START Record extracts
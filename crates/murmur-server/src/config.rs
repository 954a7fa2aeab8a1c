//! Server configuration: TOML file + CLI overrides.

use murmur_core::{RelayError, RelayResult};
use serde::Deserialize;
use std::net::IpAddr;
use std::path::{Path, PathBuf};
use tracing::info;

/// Top-level config file structure.
#[derive(Debug, Clone, Default, Deserialize)]
pub struct ConfigFile {
    #[serde(default)]
    pub server: ServerSection,
    #[serde(default)]
    pub auth: AuthSection,
}

/// `[server]` section of the config TOML.
#[derive(Debug, Clone, Deserialize)]
pub struct ServerSection {
    #[serde(default = "default_bind")]
    pub bind: IpAddr,
    /// Port of the auth HTTP API.
    #[serde(default = "default_port")]
    pub port: u16,
    /// Port of the WebSocket relay.
    #[serde(default = "default_ws_port")]
    pub ws_port: u16,
    #[serde(default = "default_ws_path")]
    pub ws_path: String,
    /// Per-connection outbound channel capacity.
    #[serde(default = "default_outbound_buffer")]
    pub outbound_buffer: usize,
    #[serde(default = "default_max_frame_size")]
    pub max_frame_size: usize,
}

impl Default for ServerSection {
    fn default() -> Self {
        Self {
            bind: default_bind(),
            port: default_port(),
            ws_port: default_ws_port(),
            ws_path: default_ws_path(),
            outbound_buffer: default_outbound_buffer(),
            max_frame_size: default_max_frame_size(),
        }
    }
}

/// `[auth]` section of the config TOML.
#[derive(Debug, Clone, Deserialize)]
pub struct AuthSection {
    /// Session token lifetime in seconds.
    #[serde(default = "default_token_ttl")]
    pub token_ttl: u64,
    /// Hex-encoded token signing secret. Random per process when absent.
    #[serde(default)]
    pub secret: Option<String>,
    #[serde(default = "default_cookie_name")]
    pub cookie_name: String,
    #[serde(default = "default_login_attempts")]
    pub login_attempts_per_minute: u32,
}

impl Default for AuthSection {
    fn default() -> Self {
        Self {
            token_ttl: default_token_ttl(),
            secret: None,
            cookie_name: default_cookie_name(),
            login_attempts_per_minute: default_login_attempts(),
        }
    }
}

fn default_bind() -> IpAddr {
    IpAddr::from([0, 0, 0, 0])
}
fn default_port() -> u16 {
    3000
}
fn default_ws_port() -> u16 {
    3001
}
fn default_ws_path() -> String {
    "/ws".to_string()
}
fn default_outbound_buffer() -> usize {
    64
}
fn default_max_frame_size() -> usize {
    1_048_576
}
fn default_token_ttl() -> u64 {
    7200
}
fn default_cookie_name() -> String {
    "token".to_string()
}
fn default_login_attempts() -> u32 {
    5
}

/// Values supplied on the command line; `None` keeps the file value.
#[derive(Debug, Clone, Default)]
pub struct Overrides {
    pub bind: Option<IpAddr>,
    pub port: Option<u16>,
    pub ws_port: Option<u16>,
    pub ws_path: Option<String>,
    pub token_ttl: Option<u64>,
    pub secret: Option<String>,
}

/// Resolved server configuration (CLI overrides applied, secret decoded).
#[derive(Debug, Clone)]
pub struct ServerConfig {
    pub bind: IpAddr,
    pub port: u16,
    pub ws_port: u16,
    pub ws_path: String,
    pub outbound_buffer: usize,
    pub max_frame_size: usize,
    pub token_ttl: u64,
    /// Decoded signing secret; `None` means generate one at startup.
    pub secret: Option<Vec<u8>>,
    pub cookie_name: String,
    pub login_attempts_per_minute: u32,
}

impl Default for ServerConfig {
    fn default() -> Self {
        Self {
            bind: default_bind(),
            port: default_port(),
            ws_port: default_ws_port(),
            ws_path: default_ws_path(),
            outbound_buffer: default_outbound_buffer(),
            max_frame_size: default_max_frame_size(),
            token_ttl: default_token_ttl(),
            secret: None,
            cookie_name: default_cookie_name(),
            login_attempts_per_minute: default_login_attempts(),
        }
    }
}

impl ServerConfig {
    /// Load config from a TOML file (if present), then apply CLI overrides.
    pub fn load(config_path: Option<&Path>, overrides: Overrides) -> RelayResult<Self> {
        let file_config = match config_path {
            Some(path) => {
                let expanded = expand_tilde(path);
                if expanded.exists() {
                    info!(path = %expanded.display(), "loading config file");
                    let content = std::fs::read_to_string(&expanded)?;
                    Self::parse(&content)?
                } else {
                    info!(path = %expanded.display(), "config file not found, using defaults");
                    ConfigFile::default()
                }
            }
            None => ConfigFile::default(),
        };

        Self::resolve(file_config, overrides)
    }

    /// Parse config file contents.
    pub fn parse(content: &str) -> RelayResult<ConfigFile> {
        toml::from_str::<ConfigFile>(content)
            .map_err(|e| RelayError::Config(format!("config parse error: {e}")))
    }

    /// Merge a parsed file with CLI overrides.
    pub fn resolve(file: ConfigFile, overrides: Overrides) -> RelayResult<Self> {
        let ws_path = overrides.ws_path.unwrap_or(file.server.ws_path);
        if !ws_path.starts_with('/') {
            return Err(RelayError::Config(format!(
                "ws_path must start with '/': {ws_path}"
            )));
        }
        if file.server.outbound_buffer == 0 {
            return Err(RelayError::Config("outbound_buffer must be > 0".into()));
        }

        let secret = overrides
            .secret
            .or(file.auth.secret)
            .map(|hex_secret| {
                hex::decode(hex_secret.trim())
                    .map_err(|e| RelayError::Config(format!("auth.secret is not valid hex: {e}")))
            })
            .transpose()?;
        if matches!(&secret, Some(s) if s.len() < 16) {
            return Err(RelayError::Config(
                "auth.secret must be at least 16 bytes".into(),
            ));
        }

        Ok(Self {
            bind: overrides.bind.unwrap_or(file.server.bind),
            port: overrides.port.unwrap_or(file.server.port),
            ws_port: overrides.ws_port.unwrap_or(file.server.ws_port),
            ws_path,
            outbound_buffer: file.server.outbound_buffer,
            max_frame_size: file.server.max_frame_size,
            token_ttl: overrides.token_ttl.unwrap_or(file.auth.token_ttl),
            secret,
            cookie_name: file.auth.cookie_name,
            login_attempts_per_minute: file.auth.login_attempts_per_minute,
        })
    }
}

/// Expand `~` to the user's home directory.
fn expand_tilde(path: &Path) -> PathBuf {
    let s = path.to_string_lossy();
    if let Some(rest) = s.strip_prefix("~/") {
        if let Some(home) = dirs::home_dir() {
            return home.join(rest);
        }
    }
    path.to_path_buf()
}

#[cfg(test)]
mod tests {
    use super::*;

    #[test]
    fn empty_file_uses_defaults() {
        let cfg = ServerConfig::resolve(ServerConfig::parse("").unwrap(), Overrides::default())
            .unwrap();
        assert_eq!(cfg.port, 3000);
        assert_eq!(cfg.ws_port, 3001);
        assert_eq!(cfg.ws_path, "/ws");
        assert_eq!(cfg.token_ttl, 7200);
        assert_eq!(cfg.cookie_name, "token");
        assert!(cfg.secret.is_none());
    }

    #[test]
    fn file_values_and_overrides() {
        let file = ServerConfig::parse(
            r#"
            [server]
            port = 8080
            ws_port = 8081
            outbound_buffer = 16

            [auth]
            token_ttl = 60
            cookie_name = "session"
            secret = "00112233445566778899aabbccddeeff"
            "#,
        )
        .unwrap();
        let cfg = ServerConfig::resolve(
            file,
            Overrides {
                ws_port: Some(9001),
                ..Overrides::default()
            },
        )
        .unwrap();
        assert_eq!(cfg.port, 8080);
        assert_eq!(cfg.ws_port, 9001);
        assert_eq!(cfg.outbound_buffer, 16);
        assert_eq!(cfg.token_ttl, 60);
        assert_eq!(cfg.cookie_name, "session");
        assert_eq!(cfg.secret.as_deref().map(<[u8]>::len), Some(16));
    }

    #[test]
    fn rejects_bad_secret() {
        let file = ServerConfig::parse("[auth]\nsecret = \"not-hex\"").unwrap();
        assert!(ServerConfig::resolve(file, Overrides::default()).is_err());

        let file = ServerConfig::parse("[auth]\nsecret = \"abcd\"").unwrap();
        assert!(ServerConfig::resolve(file, Overrides::default()).is_err());
    }

    #[test]
    fn rejects_relative_ws_path() {
        let overrides = Overrides {
            ws_path: Some("ws".into()),
            ..Overrides::default()
        };
        assert!(ServerConfig::resolve(ConfigFile::default(), overrides).is_err());
    }

    #[test]
    fn rejects_malformed_toml() {
        assert!(ServerConfig::parse("[server\nport = ").is_err());
    }

    #[test]
    fn missing_file_falls_back_to_defaults() {
        let cfg = ServerConfig::load(
            Some(Path::new("/nonexistent/murmur/config.toml")),
            Overrides::default(),
        )
        .unwrap();
        assert_eq!(cfg.port, 3000);
    }
}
END Record extracts
[Assignment] Begin with the first line of the records and reproduce each line as is, ending with the line that holds "#[derive(Debug, Clone, Default, Deserialize)]".

[Task output]
filename crates/murmur-server/src/config.rs
repository 954a7fa2aeab8a1c
//! Server configuration: TOML file + CLI overrides.

use murmur_core::{RelayError, RelayResult};
use serde::Deserialize;
use std::net::IpAddr;
use std::path::{Path, PathBuf};
use tracing::info;

/// Top-level config file structure.
#[derive(Debug, Clone, Default, Deserialize)]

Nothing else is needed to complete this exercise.